American businessman, film studio executive, and film producer

Tom Ortenberg (born August 8, 1960) is an American businessman, film studio executive, and film producer. He is the principal of Briarcliff Entertainment. Ortenberg is the former CEO of Open Road Films and president of theatrical films at The Weinstein Company and Lionsgate Films.

==Early life and career==
Ortenberg was born on August 8, 1960, in Briarcliff Manor, New York. He attended Pennsylvania State University and graduated in 1982. While at Penn State, he first dabbled in film, showing recent theatrical movies on campus to raise money for non-profit student groups, including the Consumer Party, a political organization which he co-founded and ran for office with. After moving to San Francisco, he began his film career with Columbia Pictures in 1985 as a clerk and joined Hemdale Film Corporation in 1989, where he briefly became president of distribution and marketing after the company filed for bankruptcy and laid off the C-level officers of the company.

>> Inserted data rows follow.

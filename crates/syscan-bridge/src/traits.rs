// SPDX-License-Identifier: PMPL-1.0-or-later
// Copyright (c) 2026 Jonathan D.A. Jewell (hyperpolymath) <jonathan.jewell@open.ac.uk>
//
// Platform-agnostic trait definitions for the imaging subsystem.
//
// The shape mirrors how scanner stacks such as WIA expose devices: a manager
// enumerates device infos, a device info connects to a device, a device
// exposes items (scan sources), and an item carries properties and performs
// transfers.

use syscan_core::error::Result;
use syscan_core::types::{DeviceInfo, ItemProperty, TransferFormat};

/// Entry point to a platform's scanner stack.
///
/// Every call is blocking. Implementations must not cache enumeration
/// results: devices come and go between calls.
pub trait ImagingSubsystem {
    /// Human-readable backend name (e.g. "Image folder", "Desktop (stub)").
    fn platform_name(&self) -> &str;

    /// List the devices attached right now. No devices is `Ok(vec![])`.
    fn enumerate(&self) -> Result<Vec<DeviceInfo>>;

    /// Open a session with the device identified by `device_id`.
    fn connect(&self, device_id: &str) -> Result<Box<dyn ScannerConnection>>;
}

/// An open session with one physical device.
pub trait ScannerConnection {
    /// Scan sources exposed by the device. Flatbeds expose the glass first.
    fn items(&self) -> Result<Vec<Box<dyn ScanItem>>>;
}

/// A single scan source (flatbed glass, feeder, ...).
pub trait ScanItem {
    /// Write an item property. Devices may reject values or not know the
    /// property at all; callers decide whether that matters.
    fn set_property(&mut self, property: ItemProperty, value: i32) -> Result<()>;

    /// Acquire one frame and return it encoded in `format`.
    fn transfer(&mut self, format: TransferFormat) -> Result<Vec<u8>>;
}
// SPDX-License-Identifier: PMPL-1.0-or-later
// Copyright (c) 2026 Jonathan D.A. Jewell (hyperpolymath) <jonathan.jewell@open.ac.uk>
//
// Stub bridge for platforms without a supported scanner stack.
//
// Enumeration reports no devices; connecting is `PlatformUnavailable`.

use syscan_core::error::{Result, SyscanError};
use syscan_core::types::DeviceInfo;

use crate::traits::*;

/// No-op subsystem returned when no backend is configured.
pub struct StubBridge;

impl ImagingSubsystem for StubBridge {
    fn platform_name(&self) -> &str {
        "Desktop (stub)"
    }

    fn enumerate(&self) -> Result<Vec<DeviceInfo>> {
        tracing::debug!("ImagingSubsystem::enumerate called on stub bridge");
        Ok(Vec::new())
    }

    fn connect(&self, device_id: &str) -> Result<Box<dyn ScannerConnection>> {
        tracing::warn!(device_id, "ImagingSubsystem::connect called on stub bridge");
        Err(SyscanError::PlatformUnavailable)
    }
}

#[cfg(test)]
mod tests {
    use super::*;

    #[test]
    fn stub_lists_nothing() {
        assert!(StubBridge.enumerate().unwrap().is_empty());
    }

    #[test]
    fn stub_cannot_connect() {
        assert!(matches!(
            StubBridge.connect("anything"),
            Err(SyscanError::PlatformUnavailable)
        ));
    }
}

He then joined Lionsgate Films as its President of Theatrical Films, where he was the first employee in its Los Angeles office. Ortenberg led Lionsgate's film division as it quickly grew from an independent arthouse distributor into one of Hollywood's leading movie studios. In 2009, he left Lionsgate to join The Weinstein Company as president of theatrical films.

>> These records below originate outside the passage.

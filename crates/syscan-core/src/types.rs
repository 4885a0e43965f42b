// SPDX-License-Identifier: PMPL-1.0-or-later
// Copyright (c) 2026 Jonathan D.A. Jewell (hyperpolymath) <jonathan.jewell@open.ac.uk>
//
// Core domain types for the SyScan scanning pipeline.

use std::path::PathBuf;

use chrono::{DateTime, Local};
use serde::{Deserialize, Serialize};

/// A capture device as reported by the imaging subsystem.
///
/// Discovered fresh on every enumeration; never persisted.
#[derive(Debug, Clone, PartialEq, Eq, Serialize, Deserialize)]
pub struct DeviceInfo {
    /// Subsystem-specific identifier used to open a connection.
    pub id: String,
    /// Human-chosen device name. This is the device's identity for the user
    /// and for the per-device output folder.
    pub name: String,
}

/// A device resolved by name against a fresh enumeration, ready to connect.
#[derive(Debug, Clone, PartialEq, Eq)]
pub struct DeviceHandle {
    pub id: String,
    pub name: String,
}

impl From<DeviceInfo> for DeviceHandle {
    fn from(info: DeviceInfo) -> Self {
        Self {
            id: info.id,
            name: info.name,
        }
    }
}

/// Lifecycle states of a capture session.
#[derive(Debug, Clone, Copy, PartialEq, Eq, Serialize, Deserialize)]
pub enum SessionState {
    /// Started, no page captured yet.
    Idle,
    /// The driver asked for another page; the next capture may run.
    Capturing,
    /// A page was captured; waiting for "continue" or "finalize".
    AwaitingDecision,
    /// Document assembly in progress.
    Finalizing,
    /// Finalized (with or without a document).
    Done,
    /// The operator gave up on the run.
    Abandoned,
}

impl SessionState {
    /// Whether the session has reached a terminal state.
    pub fn is_terminal(&self) -> bool {
        matches!(self, Self::Done | Self::Abandoned)
    }
}

/// One successfully captured page, persisted losslessly in the page store.
#[derive(Debug, Clone, PartialEq, Eq, Serialize, Deserialize)]
pub struct PageImage {
    /// 1-based acquisition index.
    pub index: u32,
    pub path: PathBuf,
    pub width: u32,
    pub height: u32,
}

/// A temporary artifact that could not be removed. Never fatal.
#[derive(Debug, Clone, PartialEq, Eq, Serialize, Deserialize)]
pub struct CleanupWarning {
    pub path: PathBuf,
    pub reason: String,
}

impl std::fmt::Display for CleanupWarning {
    fn fmt(&self, f: &mut std::fmt::Formatter<'_>) -> std::fmt::Result {
        write!(f, "could not remove {}: {}", self.path.display(), self.reason)
    }
}

/// The terminal artifact of a run.
#[derive(Debug, Clone, Serialize, Deserialize)]
pub struct Document {
    pub path: PathBuf,
    pub page_count: usize,
    pub created_at: DateTime<Local>,
    /// SHA-256 of the persisted bytes, lowercase hex.
    pub sha256: String,
    /// Cleanup problems encountered after the document was persisted.
    pub warnings: Vec<CleanupWarning>,
}

/// Result of finalizing a session.
#[derive(Debug, Clone)]
pub enum FinalizeOutcome {
    /// A document was written.
    Assembled(Document),
    /// No pages were captured, so no document was created.
    NothingToAssemble,
}

/// Standard paper sizes.
#[derive(Debug, Clone, Copy, PartialEq, Eq, Serialize, Deserialize)]
pub enum PaperSize {
    A4,
    A3,
    A5,
    Letter,
    Legal,
    Custom { width_mm: u32, height_mm: u32 },
}

impl PaperSize {
    /// Dimensions in millimetres (width, height).
    pub fn dimensions_mm(&self) -> (u32, u32) {
        match self {
            Self::A4 => (210, 297),
            Self::A3 => (297, 420),
            Self::A5 => (148, 210),
            Self::Letter => (216, 279),
            Self::Legal => (216, 356),
            Self::Custom {
                width_mm,
                height_mm,
            } => (*width_mm, *height_mm),
        }
    }
}

/// Item properties a scan source may accept. Setting them is best-effort.
#[derive(Debug, Clone, Copy, PartialEq, Eq, Hash, Serialize, Deserialize)]
pub enum ItemProperty {
    /// Horizontal resolution in DPI.
    HorizontalResolution,
    /// Vertical resolution in DPI.
    VerticalResolution,
}

impl ItemProperty {
    /// Property name as published by the imaging subsystem.
    pub fn name(&self) -> &'static str {
        match self {
            Self::HorizontalResolution => "Horizontal Resolution",
            Self::VerticalResolution => "Vertical Resolution",
        }
    }
}

/// Raster formats a frame can be transferred in.
#[derive(Debug, Clone, Copy, PartialEq, Eq, Serialize, Deserialize)]
pub enum TransferFormat {
    /// Uncompressed Windows bitmap.
    Bmp,
    Png,
}

impl TransferFormat {
    /// Format GUID understood by WIA-style subsystems.
    pub fn format_id(&self) -> &'static str {
        match self {
            Self::Bmp => "{B96B3CAB-0728-11D3-9D7B-0000F81EF32E}",
            Self::Png => "{B96B3CAF-0728-11D3-9D7B-0000F81EF32E}",
        }
    }
}

#[cfg(test)]
mod tests {
    use super::*;

    #[test]
    fn a4_is_210_by_297() {
        assert_eq!(PaperSize::A4.dimensions_mm(), (210, 297));
    }

    #[test]
    fn terminal_states() {
        assert!(SessionState::Done.is_terminal());
        assert!(SessionState::Abandoned.is_terminal());
        assert!(!SessionState::AwaitingDecision.is_terminal());
        assert!(!SessionState::Idle.is_terminal());
    }

    #[test]
    fn resolution_property_names() {
        assert_eq!(
            ItemProperty::HorizontalResolution.name(),
            "Horizontal Resolution"
        );
        assert_eq!(ItemProperty::VerticalResolution.name(), "Vertical Resolution");
    }
}
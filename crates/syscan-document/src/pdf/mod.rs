// SPDX-License-Identifier: PMPL-1.0-or-later
// Copyright (c) 2026 Jonathan D.A. Jewell (hyperpolymath) <jonathan.jewell@open.ac.uk>
//
// PDF module — page geometry, writing image documents, and reading them back.

pub mod layout;
pub mod reader;
pub mod writer;

pub use layout::{Placement, fit_to_page};
pub use reader::PdfReader;
pub use writer::PdfWriter;
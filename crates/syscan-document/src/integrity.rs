// SPDX-License-Identifier: PMPL-1.0-or-later
// Copyright (c) 2026 Jonathan D.A. Jewell (hyperpolymath) <jonathan.jewell@open.ac.uk>
//
// Document integrity — SHA-256 fingerprints of finished documents.

use sha2::{Digest, Sha256};

/// Compute the SHA-256 hash of `data` and return it as a lowercase hex string.
pub fn hash_bytes(data: &[u8]) -> String {
    let mut hasher = Sha256::new();
    hasher.update(data);
    hex::encode(hasher.finalize())
}

#[cfg(test)]
mod tests {
    use super::*;

    #[test]
    fn hash_empty_input() {
        assert_eq!(
            hash_bytes(b""),
            "e3b0c44298fc1c149afbf4c8996fb92427ae41e4649b934ca495991b7852b855"
        );
    }

    #[test]
    fn hash_known_value() {
        // SHA-256("hello"), as printed by sha256sum.
        let expected = "2cf24dba5fb0a30e26e83b2ac5b9e29e1b161e5c1fa7425e73043362938b9824";
        assert_eq!(hash_bytes(b"hello"), expected);
    }
}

In 2011, it was announced that he would become the founding CEO of Open Road Films, a newly formed movie studio owned by the theatre chains AMC Theatres and Regal Entertainment Group. In 2016, he endorsed Bernie Sanders for President of the United States.

After seven years at the helm, which included a Best Picture Oscar win for Spotlight at the 2016 Academy Awards, as well as films such as Nightcrawler and End of Watch, Ortenberg left Open Road in 2017 after Tang Media Partners acquired it.

He then founded Briarcliff Entertainment, a distribution company which has since released over a dozen films theatrically. During the summer of 2024, it was reported that Briarcliff was close to a deal to release the controversial Donald Trump biopic The Apprentice after it initially languished without a distributor in America following its premiere at the Cannes Film Festival, and a deal was later confirmed with an October 11 release date set.

Ortenberg revealed Briarcliff was the only distributor to make a serious theatrical release offer for the film due to Trump's legal threats, lambasting the industry's "cowardice." Speaking to the Wall Street Journal, he said, "the creative community is supposed to be bolder than this. We're supposed to take chances."

==Personal life==
Ortenberg lives with his wife Edie and his three children, Jason, Andrew, and Cole, in Santa Monica, California. He is a member of the Academy of Motion Pictures Arts and Sciences and is a trustee of the British Academy of Film and Television Arts.